## TASK TO CARRY OUT
Repeat every entry exactly as it appears.

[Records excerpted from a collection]
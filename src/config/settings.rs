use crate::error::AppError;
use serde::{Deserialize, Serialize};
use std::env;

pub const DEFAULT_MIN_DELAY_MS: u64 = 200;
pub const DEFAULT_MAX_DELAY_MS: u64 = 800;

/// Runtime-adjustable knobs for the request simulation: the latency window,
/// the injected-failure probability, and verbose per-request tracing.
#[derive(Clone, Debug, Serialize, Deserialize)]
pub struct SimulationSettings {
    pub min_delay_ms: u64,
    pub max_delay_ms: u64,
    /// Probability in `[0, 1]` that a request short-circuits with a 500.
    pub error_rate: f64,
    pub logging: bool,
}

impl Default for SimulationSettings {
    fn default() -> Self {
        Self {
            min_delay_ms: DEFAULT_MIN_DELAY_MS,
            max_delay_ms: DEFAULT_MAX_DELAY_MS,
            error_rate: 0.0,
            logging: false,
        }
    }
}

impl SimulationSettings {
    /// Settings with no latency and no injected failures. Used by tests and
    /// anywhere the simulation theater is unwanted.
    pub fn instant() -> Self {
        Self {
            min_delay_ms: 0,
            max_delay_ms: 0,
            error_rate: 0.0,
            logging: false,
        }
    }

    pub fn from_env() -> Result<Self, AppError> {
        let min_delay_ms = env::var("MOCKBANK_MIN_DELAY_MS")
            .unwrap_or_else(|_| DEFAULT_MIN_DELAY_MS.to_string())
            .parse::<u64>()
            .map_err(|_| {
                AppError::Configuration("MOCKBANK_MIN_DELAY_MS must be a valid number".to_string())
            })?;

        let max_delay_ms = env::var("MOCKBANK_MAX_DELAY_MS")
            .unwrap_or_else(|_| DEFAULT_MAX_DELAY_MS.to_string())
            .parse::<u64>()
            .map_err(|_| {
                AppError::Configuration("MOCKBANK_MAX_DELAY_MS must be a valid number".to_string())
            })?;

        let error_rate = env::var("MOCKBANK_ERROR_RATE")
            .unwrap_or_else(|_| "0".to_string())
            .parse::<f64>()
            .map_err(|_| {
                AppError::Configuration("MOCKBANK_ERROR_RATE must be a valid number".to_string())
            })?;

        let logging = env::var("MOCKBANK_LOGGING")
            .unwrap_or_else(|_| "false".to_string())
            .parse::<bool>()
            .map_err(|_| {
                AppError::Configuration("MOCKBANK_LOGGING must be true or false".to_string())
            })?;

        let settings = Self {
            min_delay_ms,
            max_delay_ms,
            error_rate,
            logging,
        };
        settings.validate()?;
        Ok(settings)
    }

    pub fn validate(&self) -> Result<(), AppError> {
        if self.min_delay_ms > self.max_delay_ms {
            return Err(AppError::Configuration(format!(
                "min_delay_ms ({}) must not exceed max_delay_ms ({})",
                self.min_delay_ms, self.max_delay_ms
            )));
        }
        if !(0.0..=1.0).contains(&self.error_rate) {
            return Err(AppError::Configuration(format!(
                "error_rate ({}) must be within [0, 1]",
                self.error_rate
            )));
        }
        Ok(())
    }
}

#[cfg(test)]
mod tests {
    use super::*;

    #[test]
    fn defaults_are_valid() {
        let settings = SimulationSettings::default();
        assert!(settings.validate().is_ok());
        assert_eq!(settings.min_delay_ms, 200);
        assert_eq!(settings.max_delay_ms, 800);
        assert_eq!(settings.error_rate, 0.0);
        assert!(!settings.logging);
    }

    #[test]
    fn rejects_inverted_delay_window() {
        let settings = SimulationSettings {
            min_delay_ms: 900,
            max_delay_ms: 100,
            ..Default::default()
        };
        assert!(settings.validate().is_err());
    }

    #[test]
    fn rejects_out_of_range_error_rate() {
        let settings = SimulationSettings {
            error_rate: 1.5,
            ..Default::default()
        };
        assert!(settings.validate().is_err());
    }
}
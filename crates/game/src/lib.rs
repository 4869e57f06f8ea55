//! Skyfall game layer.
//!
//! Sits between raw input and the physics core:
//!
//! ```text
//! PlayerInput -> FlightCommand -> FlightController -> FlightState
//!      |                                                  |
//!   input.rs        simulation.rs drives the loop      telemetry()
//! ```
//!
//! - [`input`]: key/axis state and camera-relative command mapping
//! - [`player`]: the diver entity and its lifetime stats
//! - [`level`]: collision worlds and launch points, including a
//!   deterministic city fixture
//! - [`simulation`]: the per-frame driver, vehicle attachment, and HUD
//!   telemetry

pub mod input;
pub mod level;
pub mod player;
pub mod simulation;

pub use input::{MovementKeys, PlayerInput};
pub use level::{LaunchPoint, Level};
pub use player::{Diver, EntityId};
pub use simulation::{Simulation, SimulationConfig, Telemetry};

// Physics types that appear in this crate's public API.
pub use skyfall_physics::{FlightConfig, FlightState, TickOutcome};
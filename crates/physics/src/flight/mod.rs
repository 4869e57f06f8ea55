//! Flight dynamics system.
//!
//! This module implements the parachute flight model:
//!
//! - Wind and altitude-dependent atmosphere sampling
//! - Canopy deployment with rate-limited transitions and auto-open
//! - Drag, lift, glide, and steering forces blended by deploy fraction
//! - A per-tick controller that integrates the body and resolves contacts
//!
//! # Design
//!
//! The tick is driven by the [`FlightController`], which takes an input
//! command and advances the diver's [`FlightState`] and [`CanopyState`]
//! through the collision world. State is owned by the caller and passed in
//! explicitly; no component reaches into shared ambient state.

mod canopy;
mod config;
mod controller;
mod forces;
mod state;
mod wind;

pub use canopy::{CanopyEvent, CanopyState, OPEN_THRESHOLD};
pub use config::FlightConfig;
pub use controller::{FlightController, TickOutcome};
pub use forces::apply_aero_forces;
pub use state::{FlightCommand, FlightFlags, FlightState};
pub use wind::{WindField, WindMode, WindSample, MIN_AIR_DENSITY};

## ANSWER FOR THE TASK
filename src/config/settings.rs
use crate::error::AppError;
use serde::{Deserialize, Serialize};
use std::env;

pub const DEFAULT_MIN_DELAY_MS: u64 = 200;
pub const DEFAULT_MAX_DELAY_MS: u64 = 800;

/// Runtime-adjustable knobs for the request simulation: the latency window,
/// the injected-failure probability, and verbose per-request tracing.
#[derive(Clone, Debug, Serialize, Deserialize)]
pub struct SimulationSettings {
    pub min_delay_ms: u64,
    pub max_delay_ms: u64,
    /// Probability in `[0, 1]` that a request short-circuits with a 500.
    pub error_rate: f64,
    pub logging: bool,
}

impl Default for SimulationSettings {
    fn default() -> Self {
        Self {
            min_delay_ms: DEFAULT_MIN_DELAY_MS,
            max_delay_ms: DEFAULT_MAX_DELAY_MS,
            error_rate: 0.0,
            logging: false,
        }
    }
}

impl SimulationSettings {
    /// Settings with no latency and no injected failures. Used by tests and
    /// anywhere the simulation theater is unwanted.
    pub fn instant() -> Self {
        Self {
            min_delay_ms: 0,
            max_delay_ms: 0,
            error_rate: 0.0,
            logging: false,
        }
    }

    pub fn from_env() -> Result<Self, AppError> {
        let min_delay_ms = env::var("MOCKBANK_MIN_DELAY_MS")
            .unwrap_or_else(|_| DEFAULT_MIN_DELAY_MS.to_string())
            .parse::<u64>()
            .map_err(|_| {
                AppError::Configuration("MOCKBANK_MIN_DELAY_MS must be a valid number".to_string())
            })?;

        let max_delay_ms = env::var("MOCKBANK_MAX_DELAY_MS")
            .unwrap_or_else(|_| DEFAULT_MAX_DELAY_MS.to_string())
            .parse::<u64>()
            .map_err(|_| {
                AppError::Configuration("MOCKBANK_MAX_DELAY_MS must be a valid number".to_string())
            })?;

        let error_rate = env::var("MOCKBANK_ERROR_RATE")
            .unwrap_or_else(|_| "0".to_string())
            .parse::<f64>()
            .map_err(|_| {
                AppError::Configuration("MOCKBANK_ERROR_RATE must be a valid number".to_string())
            })?;

        let logging = env::var("MOCKBANK_LOGGING")
            .unwrap_or_else(|_| "false".to_string())
            .parse::<bool>()
            .map_err(|_| {
                AppError::Configuration("MOCKBANK_LOGGING must be true or false".to_string())
            })?;

        let settings = Self {
            min_delay_ms,
            max_delay_ms,
            error_rate,
            logging,
        };
        settings.validate()?;
        Ok(settings)
    }

    pub fn validate(&self) -> Result<(), AppError> {
        if self.min_delay_ms > self.max_delay_ms {
            return Err(AppError::Configuration(format!(
                "min_delay_ms ({}) must not exceed max_delay_ms ({})",
                self.min_delay_ms, self.max_delay_ms
            )));
        }
        if !(0.0..=1.0).contains(&self.error_rate) {
            return Err(AppError::Configuration(format!(
                "error_rate ({}) must be within [0, 1]",
                self.error_rate
            )));
        }
        Ok(())
    }
}

#[cfg(test)]
mod tests {
    use super::*;

    #[test]
    fn defaults_are_valid() {
        let settings = SimulationSettings::default();
        assert!(settings.validate().is_ok());
        assert_eq!(settings.min_delay_ms, 200);
        assert_eq!(settings.max_delay_ms, 800);
        assert_eq!(settings.error_rate, 0.0);
        assert!(!settings.logging);
    }

    #[test]
    fn rejects_inverted_delay_window() {
        let settings = SimulationSettings {
            min_delay_ms: 900,
            max_delay_ms: 100,
            ..Default::default()
        };
        assert!(settings.validate().is_err());
    }

    #[test]
    fn rejects_out_of_range_error_rate() {
        let settings = SimulationSettings {
            error_rate: 1.5,
            ..Default::default()
        };
        assert!(settings.validate().is_err());
    }
}
filename crates/game/src/lib.rs
repository 4869e57f06f8ea55
//! Skyfall game layer.
//!
//! Sits between raw input and the physics core:
//!
//! ```text
//! PlayerInput -> FlightCommand -> FlightController -> FlightState
//!      |                                                  |
//!   input.rs        simulation.rs drives the loop      telemetry()
//! ```
//!
//! - [`input`]: key/axis state and camera-relative command mapping
//! - [`player`]: the diver entity and its lifetime stats
//! - [`level`]: collision worlds and launch points, including a
//!   deterministic city fixture
//! - [`simulation`]: the per-frame driver, vehicle attachment, and HUD
//!   telemetry

pub mod input;
pub mod level;
pub mod player;
pub mod simulation;

pub use input::{MovementKeys, PlayerInput};
pub use level::{LaunchPoint, Level};
pub use player::{Diver, EntityId};
pub use simulation::{Simulation, SimulationConfig, Telemetry};

// Physics types that appear in this crate's public API.
pub use skyfall_physics::{FlightConfig, FlightState, TickOutcome};
filename crates/physics/src/flight/mod.rs
repository 4869e57f06f8ea55
//! Flight dynamics system.
//!
//! This module implements the parachute flight model:
//!
//! - Wind and altitude-dependent atmosphere sampling
//! - Canopy deployment with rate-limited transitions and auto-open
//! - Drag, lift, glide, and steering forces blended by deploy fraction
//! - A per-tick controller that integrates the body and resolves contacts
//!
//! # Design
//!
//! The tick is driven by the [`FlightController`], which takes an input
//! command and advances the diver's [`FlightState`] and [`CanopyState`]
//! through the collision world. State is owned by the caller and passed in
//! explicitly; no component reaches into shared ambient state.

mod canopy;
mod config;
mod controller;
mod forces;
mod state;
mod wind;

pub use canopy::{CanopyEvent, CanopyState, OPEN_THRESHOLD};
pub use config::FlightConfig;
pub use controller::{FlightController, TickOutcome};
pub use forces::apply_aero_forces;
pub use state::{FlightCommand, FlightFlags, FlightState};
pub use wind::{WindField, WindMode, WindSample, MIN_AIR_DENSITY};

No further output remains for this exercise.